INDIRA LAKSHMANAN, COLUMNIST, THE BOSTON GLOBE: Well, you`re absolutely right, Lawrence, to point out that this is not a new question.  This is a question that surfaced last year even among journalists who had been at one point boosters of Donald Trump or at least had given him favorable interviews.  Let`s not forget Joe Scarborough got a lot of ink for at the time saying Donald Trump was unhinged and questioning his sanity.

And there were reams and reams of articles written last year questioning whether he was a textbook narcissist or sociopath.  I mean, I think the larger question here, we`re not, you know, we`re journalists, we`re not psychologists or psychiatrists.  I think the more important question is his grip on reality. And I think the really important thing journalists have to do is interrogate the facts.  If he`s going to between 3:30 and 4:00 in the morning putting out a five-tweet storm about Watergate, making allegations about what would be a felony if Obama had done it, and, you know, we now find out that James Comey of the FBI actually tried to get the justice Department to deny it.

And we know that DNI Clapper said no, that never happened, so I think the journalists have to ask the question, OK, what is the proof, Mr. President?  What is the proof that you are going to attach to these allegations that you`re making?  And the worrisome thing, he seems to be depending on these conspiracy theorists like Alex Jones of Infowars and Mark Levin who you were showing earlier in the show.  And, you know, people being picked up in Breitbart News.

And that is worrisome if the President is relying not on intelligence briefings from professionals but on right-wing media sites with conspiracy theorists.  It`s like the Birther thing.  We have to go back to that.
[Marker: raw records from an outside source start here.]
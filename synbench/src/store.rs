use std::collections::BTreeMap;

use serde::Serialize;

use crate::runner::RunOutcome;

/// Outcomes of the benchmarks that ran successfully, keyed by identifier.
///
/// Failed and never-run benchmarks are both absent.
#[derive(Debug, Default, Serialize)]
#[serde(transparent)]
pub struct ResultStore {
    outcomes: BTreeMap<String, RunOutcome>,
}

impl ResultStore {
    #[must_use]
    pub fn new() -> Self {
        Self::default()
    }

    /// Record an outcome, returning the one it replaces.
    pub fn insert(&mut self, name: impl Into<String>, outcome: RunOutcome) -> Option<RunOutcome> {
        self.outcomes.insert(name.into(), outcome)
    }

    #[must_use]
    pub fn get(&self, name: &str) -> Option<&RunOutcome> {
        self.outcomes.get(name)
    }

    #[must_use]
    pub fn contains(&self, name: &str) -> bool {
        self.outcomes.contains_key(name)
    }

    #[must_use]
    pub fn len(&self) -> usize {
        self.outcomes.len()
    }

    #[must_use]
    pub fn is_empty(&self) -> bool {
        self.outcomes.is_empty()
    }

    /// Pretty JSON object mapping identifiers to outcomes.
    pub fn to_json(&self) -> serde_json::Result<String> {
        serde_json::to_string_pretty(self)
    }
}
Maybe that wasn`t some clever political trick.  Maybe he truly believed that.

O`DONNEL:  Steve, we went through the entire election year.  I was unable to book psychologists, psychiatrists on the show because they have a previous rule they`re not supposed to diagnose in public.  Some of them just broke that rule, saying there`s a higher authority rule here which must be conformed here, the duty to warn, warn people they could be harmed by someone who they see as damaged and that has what brought out the psychiatrists and psychologists

BRILL:  Well I think that`s right.  You know as a journalist and reporter I have two reactions to this discussion.  One is remember the book the final days?

O`DONNEL:  Yes.  Yes.

BRILL:  The great Woodward and Bernstein book that`s when we found out Nixon was talking to --

O`DONNEL:  Talking to the portraits, drunk in the Whitehouse late at night.  Yes.
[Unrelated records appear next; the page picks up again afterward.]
//! The benchmark catalog: an ordered, immutable list of entries.
//!
//! Entries may belong to a named category (rendered as one block of the
//! table report) or to an uncategorised section that is run after the
//! categories; entries of a summarized section become plain summary records.

use std::collections::{BTreeMap, HashSet};

use serde::Serialize;

use crate::error::{Error, Result};

/// One named test case plus its extra invocation options.
#[derive(Debug, Clone, PartialEq, Eq, Serialize)]
pub struct BenchmarkEntry {
    pub name: String,
    pub label: Option<String>,
    pub args: Vec<String>,
    /// Input file stem when it differs from the identifier.
    pub input: Option<String>,
    pub category: Option<String>,
    /// Title of the uncategorised section this entry belongs to.
    pub section: Option<String>,
    /// Directory prefix of the input file, e.g. `abstract/`.
    pub prefix: Option<String>,
    /// Listed as a summary record after the table's category blocks.
    pub summarized: bool,
}

impl BenchmarkEntry {
    #[must_use]
    pub fn new(name: impl Into<String>) -> Self {
        Self {
            name: name.into(),
            label: None,
            args: Vec::new(),
            input: None,
            category: None,
            section: None,
            prefix: None,
            summarized: false,
        }
    }

    #[must_use]
    pub fn with_label(mut self, label: impl Into<String>) -> Self {
        self.label = Some(label.into());
        self
    }

    #[must_use]
    pub fn with_args<I, S>(mut self, args: I) -> Self
    where
        I: IntoIterator<Item = S>,
        S: Into<String>,
    {
        self.args = args.into_iter().map(Into::into).collect();
        self
    }

    #[must_use]
    pub fn with_input(mut self, input: impl Into<String>) -> Self {
        self.input = Some(input.into());
        self
    }

    #[must_use]
    pub fn in_category(mut self, category: impl Into<String>) -> Self {
        self.category = Some(category.into());
        self
    }

    #[must_use]
    pub fn in_section(mut self, title: impl Into<String>) -> Self {
        self.section = Some(title.into());
        self
    }

    #[must_use]
    pub fn with_prefix(mut self, prefix: impl Into<String>) -> Self {
        self.prefix = Some(prefix.into());
        self
    }

    #[must_use]
    pub fn summarized(mut self) -> Self {
        self.summarized = true;
        self
    }

    /// Input file argument: `<prefix><input or name>.<extension>`.
    #[must_use]
    pub fn input_path(&self, extension: &str) -> String {
        format!(
            "{}{}.{extension}",
            self.prefix.as_deref().unwrap_or(""),
            self.input.as_deref().unwrap_or(&self.name)
        )
    }

    /// Label used in the table report, falling back to the identifier.
    #[must_use]
    pub fn display_label(&self) -> &str {
        self.label.as_deref().unwrap_or(&self.name)
    }
}

/// A category together with its entries, in declaration order.
#[derive(Debug)]
pub struct Category<'a> {
    pub name: &'a str,
    pub entries: Vec<&'a BenchmarkEntry>,
}

#[derive(Debug, Clone, Default)]
pub struct Catalog {
    entries: Vec<BenchmarkEntry>,
    components: BTreeMap<String, String>,
}

impl Catalog {
    /// Build a catalog, rejecting duplicate identifiers.
    pub fn new(
        entries: Vec<BenchmarkEntry>,
        components: BTreeMap<String, String>,
    ) -> Result<Self> {
        let mut seen = HashSet::new();
        for entry in &entries {
            if !seen.insert(entry.name.as_str()) {
                return Err(Error::DuplicateBenchmark(entry.name.clone()));
            }
        }
        Ok(Self {
            entries,
            components,
        })
    }

    #[must_use]
    pub fn entries(&self) -> &[BenchmarkEntry] {
        &self.entries
    }

    #[must_use]
    pub fn len(&self) -> usize {
        self.entries.len()
    }

    #[must_use]
    pub fn is_empty(&self) -> bool {
        self.entries.is_empty()
    }

    /// Categories in order of first appearance.
    #[must_use]
    pub fn categories(&self) -> Vec<Category<'_>> {
        let mut categories: Vec<Category<'_>> = Vec::new();
        for entry in &self.entries {
            let Some(name) = entry.category.as_deref() else {
                continue;
            };
            match categories.iter_mut().find(|c| c.name == name) {
                Some(category) => category.entries.push(entry),
                None => categories.push(Category {
                    name,
                    entries: vec![entry],
                }),
            }
        }
        categories
    }

    pub fn uncategorised(&self) -> impl Iterator<Item = &BenchmarkEntry> {
        self.entries.iter().filter(|e| e.category.is_none())
    }

    /// Static "components used" annotation, empty when unknown.
    #[must_use]
    pub fn components_used(&self, name: &str) -> &str {
        self.components.get(name).map_or("", String::as_str)
    }
}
BRILL:   well, we need Bob Woodward and Carl Bernstein to be doing that but not waiting for a book.  That stuff has to be going on.  You want to know what the conversation was on Saturday morning when the first of the President`s aides, you know, spoke to him said, hey, I saw you tweeted something, what was that about?

O`DONNEL:  So you just raised a fascinating ethical dilemma which is the Woodward and Bernstein model was we work for the Washington Post.  We collect this information.  It doesn`t become public until the book comes out a year or two years later. You`re saying if there`s an obligation if you find that material now to reveal it?

BRILL:  Well yes but in fairness to them, I assume they didn`t get a lot of their information until Nixon was on his helicopter and gone.

O`DONNEL:  Yes.  Yes.  Yes.

BRILL:   The second reaction, the only way this is going to be addressed and needs to be addressed is if the Republicans don`t look away.  They continue to look away. They`re the ones with the credibility. They`re the ones in the room a lot of the time. Nixon left when Barry Goldwater and other Republicans went to the Whitehouse and said you got to go.  These republicans have to start talking about the 25th amendment.

O`DONNEL:  Yes. It always has to come from the president`s party and the 25th Amendment we`ve discussed on this show before.  It`s fascinating and we`ll do it again.  Indira Lakshmanan and Steven Brill, thank you both for joining us tonight.